Palliative or corrective surgery was carried out in 100 infants under hyper-baric conditions (30-44 p.s.i. gauge). 76 cyanotic babies (pulmonary or tricuspid atresia, tetralogy, transposition great vessels) comprised Group I, and 24 acyanotic patients (aortic or pulmonic stenosis, aortic coarctation) formed Group II. Metabolic changes were apparent in both groups; however, the most profound alterations occurred in 45 patients of Group I, less than 6 months of age. Precompression studies indicated: arterial Po2 of 18-40 mm.Hg; lactate-pyruvate ratios (25-70), inversely related to Po2; excess lactate (1.5-3.5 mM/L); arterial Pco2 (35-50 mm.Hg); pH (6.90-7.25). In addition, pulmonary compliance was markedly reduced in 10 infants. Following compression, hypercarbia (45-70 mm.Hg) developed, and was treated by administration of an amine buffer. Lactate-pyruvate ratios decreased by conclusion of operation and decompression. 61 infants survived (80%). Acute metabolic disturbances also occurred in 1/3 of Group II patients.

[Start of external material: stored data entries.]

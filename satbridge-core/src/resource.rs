//! Cooperative cancellation and memory checkpoints.
//!
//! Long-running translations own a [`CancelHandle`]. At the start of each
//! call they install a fresh cancellation flag into the handle's slot with
//! [`CancelHandle::activate`]; the returned [`ActiveCall`] guard clears the
//! slot again when dropped, on success, error or unwind alike. Other threads
//! holding a clone of the handle can request cancellation of whatever call is
//! in flight. Requests made while no call is active are dropped.
//!
//! Inside its main loop the call polls a [`Checkpoint`], which reports
//! cancellation first and the memory cap second.

use crate::error::{BridgeError, Result};
use parking_lot::Mutex;
use std::sync::Arc;
use std::sync::atomic::{AtomicBool, Ordering};
use tracing::debug;

/// Convert a limit in megabytes to bytes, saturating.
#[must_use]
pub const fn megabytes_to_bytes(mb: u64) -> u64 {
    mb.saturating_mul(1024 * 1024)
}

/// Externally settable cancellation switch for the in-flight call.
#[derive(Debug, Clone, Default)]
pub struct CancelHandle {
    slot: Arc<Mutex<Option<Arc<AtomicBool>>>>,
}

impl CancelHandle {
    /// Create a handle with no active call.
    #[must_use]
    pub fn new() -> Self {
        Self::default()
    }

    /// Set or clear the cancellation flag of the active call, if any.
    pub fn set_cancel(&self, cancel: bool) {
        if let Some(flag) = self.slot.lock().as_ref() {
            flag.store(cancel, Ordering::Relaxed);
        }
    }

    /// Request cancellation of the active call, if any.
    pub fn cancel(&self) {
        self.set_cancel(true);
    }

    /// Check whether a call is currently in flight.
    #[must_use]
    pub fn is_active(&self) -> bool {
        self.slot.lock().is_some()
    }

    /// Install a fresh flag for a new call.
    #[must_use]
    pub fn activate(&self) -> ActiveCall {
        let flag = Arc::new(AtomicBool::new(false));
        *self.slot.lock() = Some(Arc::clone(&flag));
        ActiveCall {
            slot: Arc::clone(&self.slot),
            flag,
        }
    }
}

/// Scope guard for one in-flight call. Clears the handle's slot on drop.
#[derive(Debug)]
pub struct ActiveCall {
    slot: Arc<Mutex<Option<Arc<AtomicBool>>>>,
    flag: Arc<AtomicBool>,
}

impl ActiveCall {
    /// Check whether cancellation was requested for this call.
    #[must_use]
    pub fn is_cancelled(&self) -> bool {
        self.flag.load(Ordering::Relaxed)
    }

    /// Build a checkpoint for this call with an optional memory cap in bytes.
    #[must_use]
    pub fn checkpoint(&self, max_memory: Option<u64>) -> Checkpoint {
        Checkpoint {
            flag: Arc::clone(&self.flag),
            max_memory,
            polls: 0,
        }
    }
}

impl Drop for ActiveCall {
    fn drop(&mut self) {
        let mut slot = self.slot.lock();
        // a newer call may already own the slot
        if slot.as_ref().is_some_and(|f| Arc::ptr_eq(f, &self.flag)) {
            *slot = None;
        }
    }
}

/// Cooperative poll point.
#[derive(Debug)]
pub struct Checkpoint {
    flag: Arc<AtomicBool>,
    max_memory: Option<u64>,
    polls: u64,
}

impl Checkpoint {
    /// Poll cancellation, then compare `used_bytes` against the cap.
    pub fn check(&mut self, used_bytes: u64) -> Result<()> {
        self.polls += 1;
        if self.flag.load(Ordering::Relaxed) {
            debug!(polls = self.polls, "cancellation observed");
            return Err(BridgeError::Cancelled);
        }
        match self.max_memory {
            Some(limit) if used_bytes > limit => {
                debug!(used = used_bytes, limit, polls = self.polls, "memory limit crossed");
                Err(BridgeError::ResourceExceeded {
                    used: used_bytes,
                    limit,
                })
            }
            _ => Ok(()),
        }
    }

    /// Number of polls performed so far.
    #[must_use]
    pub fn polls(&self) -> u64 {
        self.polls
    }
}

Congestive failure resulted in reduced pulmonary compliance, low pH (7.15-7.30) and hypercarbia. Lactate-pyruvate ratios were not elevated unless ventricular fibrillation ensued. Group II survival rate was 88%. These results will be compared with a separate series of 200 infants operated upon under standard conditions (1956-1962).

7. A New Disposable Membrane Oxygenator With Integral Heat Exchange

M. L. Bramson*, John J. Osborn*, F. Beachley Main*,

San Francisco, Calif., Mark F. O'Brien*, Melbourne, Australia,

John S. Wright*, Sydney, Australia, and

Frank Gerbode, San Francisco, Calif.

The paper reports the development, over a five year period, of a new disposable membrane oxygenator which is believed to eliminate some remaining obstacles to the extensive use of heart-lung machines embodying this type of lung. The design and its rationale are described, and it is shown, inter alia, that: a) a compact 14-cell lung with 5.6 sq.m. of effective membrane area, and flow rates up to 5.0 liters per min., will provide adequate O2and CO2 exchange for total perfusion of adults, b) the priming volume of such a lung is less than one liter, c) the hemodynamic resistance of the lung, even at high flow rates, is so low that only one pump is required for the extracorporeal circuit, d) essential constancy of the extracorporeal blood volume is maintained notwithstanding wide variations in flow rates and pressures, e) effective control of blood temperature is obtained at no cost in priming volume or additional surfaces in contact with blood, and f) greatly simplified automatic equalization of arterial inflow with venous outflow is obtained. The results of one series of laboratory, and one series of clinical perfusions are reported.